In fact, with energy prices surging, many leaders are embracing nuclear power.

“We have added a lot of intermittent power to the grid over the year, but people are starting to realize the need for a stable power source. There are only three options to offset intermittency: burn coal, burn natural gas, or run a nuclear power plant. Nuclear remains the cleanest and safest option. Now politicians are realizing that their decisions to phase out nuclear power might not have been well thought out,” said John Ciampaglia, chief executive officer at Sprott Asset Management, as quoted by Kitco.com.

Supply-demand imbalances could send uranium prices higher, too.

As noted by Ciampaglia, about 130 million pounds of uranium were produced in 2021.  However, demand is expected to rise to 180 million pounds this year, and potentially to about 200 million pounds over the next few years.

While investors can always push into Cameco Corp. (CCJ), Uranium Energy (UEC), and Energy Fuels (UUU), ETFs offer greater diversification at less cost. Some of the top ETFs include:

Horizons Global Uranium Index Fund (HURA)

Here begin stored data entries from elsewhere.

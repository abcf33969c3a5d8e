// This module materializes id-class conversions around type-folding
// arithmetic. After the rewriter has run, every type-folding instruction's
// result feeds exactly one AssignType; its operands and result must then be
// moved into the id class matching the bound type so later selection sees
// plain ids rather than typed virtual values. The class is read off the
// registry: pointers map to the pointer class, vectors to the vector class
// (float-element vectors to their own), scalar floats to the float class and
// everything else to the plain id class. Each register operand gets one
// conversion pseudo inserted in front of the consumer (repeated operands
// share it) and the result is renamed into a fresh id, with the AssignType
// use updated to follow. The pass recognizes its own conversions and is a
// no-op the second time around.

//! Id-class materialization for type-folding instructions.

use crate::core::error::LegalizeResult;
use crate::ir::{BlockId, Function, Instr, Operand, SemanticType, ValueId};
use crate::legalize::registry::GlobalRegistry;
use crate::spv::Opcode;
use hashbrown::HashMap;

/// Conversion opcode for a value of the given interned type.
fn id_class_opcode(registry: &GlobalRegistry, type_id: ValueId) -> Opcode {
    let Some(ty) = registry.semantic_type(type_id) else {
        return Opcode::GetId;
    };
    if ty.is_pointer() {
        return Opcode::GetPId;
    }
    if let SemanticType::Vector { elem, .. } = ty {
        let float_elems = registry
            .semantic_type(*elem)
            .is_some_and(SemanticType::is_float);
        return if float_elems { Opcode::GetVfId } else { Opcode::GetVId };
    }
    if ty.is_float() {
        Opcode::GetFId
    } else {
        Opcode::GetId
    }
}

fn is_id_class_conversion(op: Opcode) -> bool {
    matches!(
        op,
        Opcode::GetId | Opcode::GetFId | Opcode::GetPId | Opcode::GetVId | Opcode::GetVfId
    )
}

/// Rewrite every type-folding instruction of `func` into id-class form.
pub fn materialize_id_classes(
    func: &mut Function,
    registry: &mut GlobalRegistry,
) -> LegalizeResult<()> {
    for block in 0..func.blocks.len() {
        let block = BlockId(block as u32);
        for instr_id in func.block_instrs(block) {
            if !func.instr(instr_id).opcode.is_type_folding() {
                continue;
            }
            // Already in id-class form if any operand flows through a
            // conversion pseudo.
            let converted = func.instr(instr_id).ops.iter().any(|op| match op {
                Operand::Reg(r) => func
                    .def_instr(*r)
                    .map(|d| is_id_class_conversion(func.instr(d).opcode))
                    .unwrap_or(false),
                _ => false,
            });
            if converted {
                continue;
            }

            // One conversion per distinct source register.
            let mut by_source: HashMap<ValueId, ValueId> = HashMap::new();
            let op_count = func.instr(instr_id).ops.len();
            for k in 0..op_count {
                let source = match func.instr(instr_id).ops[k] {
                    Operand::Reg(r) => r,
                    _ => continue,
                };
                let id_reg = match by_source.get(&source) {
                    Some(&r) => r,
                    None => {
                        let Some(type_id) = registry.type_of(source) else {
                            continue;
                        };
                        let conv = id_class_opcode(registry, type_id);
                        let id_reg = registry.fresh_id();
                        registry.bind_type(id_reg, type_id)?;
                        func.insert_before(
                            block,
                            instr_id,
                            Instr::new(conv)
                                .with_def(id_reg)
                                .with_ops(vec![Operand::Reg(source)]),
                        );
                        by_source.insert(source, id_reg);
                        id_reg
                    }
                };
                func.instr_mut(instr_id).ops[k] = Operand::Reg(id_reg);
            }

            // Rename the result into a fresh id of the same class and keep
            // the AssignType consumer pointing at it.
            if let Some(def_reg) = func.instr(instr_id).def {
                if let Some(type_id) = registry.type_of(def_reg) {
                    let id_reg = registry.fresh_id();
                    registry.bind_type(id_reg, type_id)?;
                    func.set_def(instr_id, id_reg);
                    func.replace_uses(def_reg, id_reg);
                }
            }
        }
    }
    Ok(())
}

The HURA ETF provides exposure to companies directly responsible for the mining of uranium, with up to 25% of the portfolio providing exposure to the price of the Uranium commodity.  Some of its top holdings include Cameco Corp., Yellow Cake PLC, Nexgen Energy, Paladin Energy, Uranium Energy Corp., and Denison Mines Corp. to name a few.

Global X Uranium ETF (URA)

The URA ETF provides investors access to a broad range of companies involved in uranium mining and the production of nuclear components, including those in extraction, refining, exploration, or manufacturing of equipment for the uranium and nuclear industries.  Some of its top holdings include Cameco Corp., NexGen Energy, Paladin Energy, Uranium Energy Corp., and Energy Fuels Inc. to name a few.

Sprott Uranium Mining ETF (URNM)

URNM invests at least 80% of its total assets in securities of the North Shore Global Uranium Mining Index.  The Index is designed to track the performance of companies that devote at least 50% of their assets to the uranium mining industry, which may include mining, exploration, development, and production of uranium, or holding physical uranium, owning uranium royalties, or engaging in other, non-mining activities.